We haven’t seen fixed and variable mortgage rates this high in more than two decades. That’s widening cracks in the Canadian economy as more and more borrowers run out of credit and savings. Insolvency risk and depleted discretionary income are precisely why the Bank of Canada can’t afford much more interest rate tightening.

In the mortgage rate department, leading insured and uninsured five-year fixed rates rose 10 bps this week. The lowest nationally-available insured variable climbed five bps. Apart from that, it was a quiet week among the rate leaders.

Next week may not be so quiet, given the new highs in government bond yields. The Canadian bond market is making its demands clear. Investors want the Bank of Canada and Fed to provide a clear bias toward pausing before they’ll give us meaningful rate improvement.

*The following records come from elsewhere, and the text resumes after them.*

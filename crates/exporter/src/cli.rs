//! Command-line flags. Every flag overrides the matching config key.

use clap::Parser;
use std::path::PathBuf;

/// Kubernetes state metrics exporter
#[derive(Debug, Parser)]
#[command(name = "state-metrics")]
#[command(
    author,
    version,
    about = "Export Kubernetes object state as Prometheus metrics",
    long_about = None
)]
pub struct Cli {
    /// Path to a YAML configuration file
    #[arg(long, env = "STATE_METRICS_CONFIG")]
    pub config: Option<PathBuf>,

    /// Port for /metrics, /healthz and /readyz
    #[arg(long)]
    pub port: Option<u16>,

    /// Path to kubeconfig file (uses in-cluster or default config if not specified)
    #[arg(long)]
    pub kubeconfig: Option<PathBuf>,

    /// Comma-separated collectors to enable, e.g. `crd,pod`
    #[arg(long, value_delimiter = ',')]
    pub collectors: Option<Vec<String>>,

    /// Log level used when RUST_LOG is unset
    #[arg(long)]
    pub log_level: Option<String>,

    /// Prefix for every exported metric name
    #[arg(long)]
    pub metrics_namespace: Option<String>,
}

#[cfg(test)]
mod tests {
    use super::*;

    #[test]
    fn test_flags_are_optional() {
        let cli = Cli::parse_from(["state-metrics"]);
        assert!(cli.port.is_none());
        assert!(cli.collectors.is_none());
    }

    #[test]
    fn test_collectors_split_on_comma() {
        let cli = Cli::parse_from(["state-metrics", "--collectors", "crd,event"]);
        assert_eq!(cli.collectors, Some(vec!["crd".to_string(), "event".to_string()]));
    }

    #[test]
    fn test_cli_definition() {
        use clap::CommandFactory;
        Cli::command().debug_assert();
    }
}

Rates were sourced from the MortgageLogic.news Canadian Mortgage Rate Survey on July 27, 2023. Only providers advertising rates online and lending in at least nine provinces are included. Insured rates apply to those buying with less than a 20 per cent down payment or switching a pre-existing insured mortgage to a new lender. Uninsured rates apply to refinances and purchases over $1-million and may include applicable lender rate premiums. For providers whose rates vary by province, their highest rate is shown.